Air Force Lt. Gen. Allvin, the Joint Staff's strategy director for plans and policy, said one of the major challenges in combating intellectual property theft is getting companies to understand how a seemingly innocuous technology can turn into a national security threat.

"It becomes a relationship between us and the defense industrial base," and about "understanding this relationship about what is there in the commercial industry that, in it of itself, doesn't qualify as classified -- but when it's aggregated with others -- can put together pieces that in the aggregate can be classified," Allvin said in testimony on strategic threats and challenges before the Senate Armed Services Committee Dec. 5.

The Defense Department's Joint Artificial Intelligence Center is heading the effort, said John Rood, the undersecretary of defense for policy at the hearing.

DOD and White House have been focused on curbing intellectual property theft, particularly from China, which has been investing heavily in military cyber and information warfare capabilities. The intelligence community has also zoomed in on IP theft. In October, Army Gen. Paul Nakasone, the National Security Agency chief, raised awareness on the issue, saying the agency's new cyber directorate would enhance cybersecurity advisories.

Lethal AI

For DOD, Allvin said the goal is to find out those gaps so industry "can have a better understanding of the part that they play in the whole, where they may be unwitting -- or certainly not malign -- in their intent but that their activities when put together with other activities generate that threat."

Sen. Gary Peters (D-Mich.) wanted to know how it is possible to be certain whether there is human control of autonomous weapons and an international agreement is needed to govern the future of algorithmic and AI-driven warfare.

Rood said he didn't know if the increasing use of autonomous systems, such as unmanned aerial vehicles, "necesitate itself into some internationally binding agreement" that would fall under the State Department.
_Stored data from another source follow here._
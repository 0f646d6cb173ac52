//! [`ScanGuard`] – scoped ownership of one scan's results.

use aproam_hal::Radio;
use aproam_types::{LinkError, ScanEntry};

/// Runs a scan and releases the driver's result buffer when dropped.
///
/// The release happens exactly once per guard, whether the scan succeeded,
/// failed, or the caller returned early.
pub struct ScanGuard<'r, R: Radio> {
    radio: &'r mut R,
    entries: Vec<ScanEntry>,
    fault: Option<LinkError>,
}

impl<'r, R: Radio> ScanGuard<'r, R> {
    /// Scan with `radio`, holding it until the guard is dropped.
    pub fn scan(radio: &'r mut R) -> Self {
        let (entries, fault) = match radio.scan() {
            Ok(entries) => (entries, None),
            Err(e) => (Vec::new(), Some(e)),
        };
        Self {
            radio,
            entries,
            fault,
        }
    }

    pub fn entries(&self) -> &[ScanEntry] {
        &self.entries
    }

    pub fn fault(&self) -> Option<&LinkError> {
        self.fault.as_ref()
    }
}

impl<R: Radio> Drop for ScanGuard<'_, R> {
    fn drop(&mut self) {
        self.radio.release_scan_results();
    }
}

#[cfg(test)]
mod tests {
    use super::*;
    use aproam_hal::sim::{SimAccessPoint, SimClock, SimRadio};
    use aproam_types::Bssid;

    #[test]
    fn releases_once_on_drop() {
        let mut radio = SimRadio::new(SimClock::new())
            .with_access_point(SimAccessPoint::new("IOT", Bssid::new([1; 6]), -60));
        {
            let guard = ScanGuard::scan(&mut radio);
            assert_eq!(guard.entries().len(), 1);
            assert!(guard.fault().is_none());
        }
        assert_eq!(radio.stats().scans, 1);
        assert_eq!(radio.stats().releases, 1);
    }

    #[test]
    fn releases_even_when_scan_fails() {
        let mut radio = SimRadio::new(SimClock::new());
        radio.set_scan_fault(true);
        {
            let guard = ScanGuard::scan(&mut radio);
            assert!(guard.entries().is_empty());
            assert!(guard.fault().is_some());
        }
        assert_eq!(radio.stats().releases, 1);
    }
}
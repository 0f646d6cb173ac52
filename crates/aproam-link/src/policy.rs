//! Timing and signal thresholds for association and roaming.

use aproam_types::LinkError;
use serde::{Deserialize, Serialize};

/// Minimum time between two roam checks.
pub const ROAM_CHECK_INTERVAL_MS: u64 = 30_000;
/// A link at or below this strength is considered weak.
pub const WEAK_SIGNAL_THRESHOLD_DBM: i32 = -75;
/// A candidate must beat the current link by more than this to be chosen.
pub const ROAM_IMPROVEMENT_DB: i32 = 10;
/// Cadence of link-status polls while associating.
pub const ASSOCIATE_POLL_INTERVAL_MS: u64 = 500;
/// Number of polls before an association attempt is abandoned.
pub const ASSOCIATE_MAX_POLLS: u32 = 20;
/// Pause between dropping the old AP and joining the new one.
pub const ROAM_SETTLE_MS: u64 = 1_000;
/// Pause between failed association attempts during bring-up.
pub const BRING_UP_RETRY_DELAY_MS: u64 = 2_000;

/// Exponential backoff between failed reconnects.
#[derive(Debug, Clone, Copy, PartialEq, Eq, Serialize, Deserialize)]
pub struct BackoffPolicy {
    /// Delay after the first failed reconnect.
    pub initial_ms: u64,
    /// Ceiling for the doubled delay.
    pub max_ms: u64,
}

/// Tunables of the connectivity manager.
///
/// Every field has a default, so a config file only needs to name the values
/// it changes:
///
/// ```
/// use aproam_link::RoamPolicy;
///
/// let policy: RoamPolicy = serde_json::from_str(r#"{"roam_check_interval_ms": 60000}"#).unwrap();
/// assert_eq!(policy.roam_check_interval_ms, 60_000);
/// assert_eq!(policy.weak_signal_threshold_dbm, -75);
/// ```
#[derive(Debug, Clone, Copy, PartialEq, Eq, Serialize, Deserialize)]
#[serde(default)]
pub struct RoamPolicy {
    pub roam_check_interval_ms: u64,
    pub weak_signal_threshold_dbm: i32,
    pub roam_improvement_db: i32,
    pub associate_poll_interval_ms: u64,
    pub associate_max_polls: u32,
    pub roam_settle_ms: u64,
    pub bring_up_retry_delay_ms: u64,
    /// `None` retries on every tick with no delay.
    #[serde(skip_serializing_if = "Option::is_none")]
    pub reconnect_backoff: Option<BackoffPolicy>,
}

impl Default for RoamPolicy {
    fn default() -> Self {
        Self {
            roam_check_interval_ms: ROAM_CHECK_INTERVAL_MS,
            weak_signal_threshold_dbm: WEAK_SIGNAL_THRESHOLD_DBM,
            roam_improvement_db: ROAM_IMPROVEMENT_DB,
            associate_poll_interval_ms: ASSOCIATE_POLL_INTERVAL_MS,
            associate_max_polls: ASSOCIATE_MAX_POLLS,
            roam_settle_ms: ROAM_SETTLE_MS,
            bring_up_retry_delay_ms: BRING_UP_RETRY_DELAY_MS,
            reconnect_backoff: None,
        }
    }
}

impl RoamPolicy {
    /// Upper bound on how long one association attempt blocks.
    pub fn association_timeout_ms(&self) -> u64 {
        self.associate_poll_interval_ms
            .saturating_mul(u64::from(self.associate_max_polls))
    }

    /// Reject settings that would spin the control loop or never roam.
    ///
    /// # Errors
    ///
    /// Returns [`LinkError::Config`] naming the first offending field.
    pub fn validate(&self) -> Result<(), LinkError> {
        if self.roam_check_interval_ms == 0 {
            return Err(LinkError::Config(
                "roam_check_interval_ms must be greater than zero".to_string(),
            ));
        }
        if self.associate_poll_interval_ms == 0 {
            return Err(LinkError::Config(
                "associate_poll_interval_ms must be greater than zero".to_string(),
            ));
        }
        if self.associate_max_polls == 0 {
            return Err(LinkError::Config(
                "associate_max_polls must be greater than zero".to_string(),
            ));
        }
        if self.roam_improvement_db < 0 {
            return Err(LinkError::Config(
                "roam_improvement_db cannot be negative".to_string(),
            ));
        }
        if let Some(backoff) = self.reconnect_backoff {
            if backoff.initial_ms == 0 {
                return Err(LinkError::Config(
                    "reconnect_backoff.initial_ms must be greater than zero".to_string(),
                ));
            }
            if backoff.max_ms < backoff.initial_ms {
                return Err(LinkError::Config(format!(
                    "reconnect_backoff.max_ms ({}) is below initial_ms ({})",
                    backoff.max_ms, backoff.initial_ms
                )));
            }
        }
        Ok(())
    }
}
//! Generic `Radio` trait for the station-mode WiFi interface.
//!
//! The radio stack's connection state is global on real hardware; here it is
//! an owned collaborator so the connectivity manager can be driven against a
//! simulated radio in tests.

use aproam_types::{Bssid, LinkError, LinkStatus, ScanEntry};

/// Channel hint meaning "let the radio pick".
pub const CHANNEL_AUTO: u8 = 0;

/// Parameters for one association attempt.
#[derive(Debug, Clone, Copy, PartialEq, Eq)]
pub struct JoinRequest<'a> {
    pub ssid: &'a str,
    pub passphrase: &'a str,
    /// Channel hint; [`CHANNEL_AUTO`] scans all channels.
    pub channel: u8,
    /// Pin the association to one access point, bypassing the radio's own
    /// best-signal choice.
    pub bssid: Option<Bssid>,
}

/// A station-mode WiFi radio.
///
/// All calls are synchronous. [`Radio::begin`] only starts an association;
/// completion is observed by polling [`Radio::link_status`].
pub trait Radio: Send {
    /// Set the DHCP/mDNS hostname used once associated.
    ///
    /// # Errors
    ///
    /// Returns [`LinkError::RadioFault`] if the driver rejects the name.
    fn set_hostname(&mut self, hostname: &str) -> Result<(), LinkError>;

    /// Start an association attempt.  Returns immediately.
    ///
    /// # Errors
    ///
    /// Returns [`LinkError::RadioFault`] if the request cannot be issued.
    fn begin(&mut self, request: &JoinRequest<'_>) -> Result<(), LinkError>;

    /// Current association status.
    fn link_status(&self) -> LinkStatus;

    /// Signal strength of the current association in dBm (0 when
    /// disconnected).
    fn rssi(&self) -> i32;

    /// BSSID of the current association, if any.
    fn bssid(&self) -> Option<Bssid>;

    /// Drop the current association.
    fn disassociate(&mut self);

    /// Enumerate visible access points.  Blocks for the scan duration.
    ///
    /// Results stay allocated in the driver until
    /// [`Radio::release_scan_results`] is called.
    ///
    /// # Errors
    ///
    /// Returns [`LinkError::RadioFault`] if the scan could not run.
    fn scan(&mut self) -> Result<Vec<ScanEntry>, LinkError>;

    /// Free the driver-side scan result buffer.
    fn release_scan_results(&mut self);
}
Allvin said that DOD would have to alter warfare doctrine to account for the speed of machine-based decision-making.

"I think our doctrine is going to need to adjust to understand the increased speed -- it's the speed, part of it. If it becomes just speed for speed's sake, we may not have accuracy, so that's where the humans come in to understanding the operational strategic impact of tactical speed," Allvin said. "Decision speed is also key, not just execution speed."

The three-star general said that, tactically and operationally, everything will increase speed over time, and DOD needs the "ability to understand the second and third order impacts" of artificial intelligence being used.

"One can imagine as these advanced weapons are being developed, leveraging big data and algorithm development for better decision-making, not decision-making in lieu of a human, but presenting information for better human decision-making faster."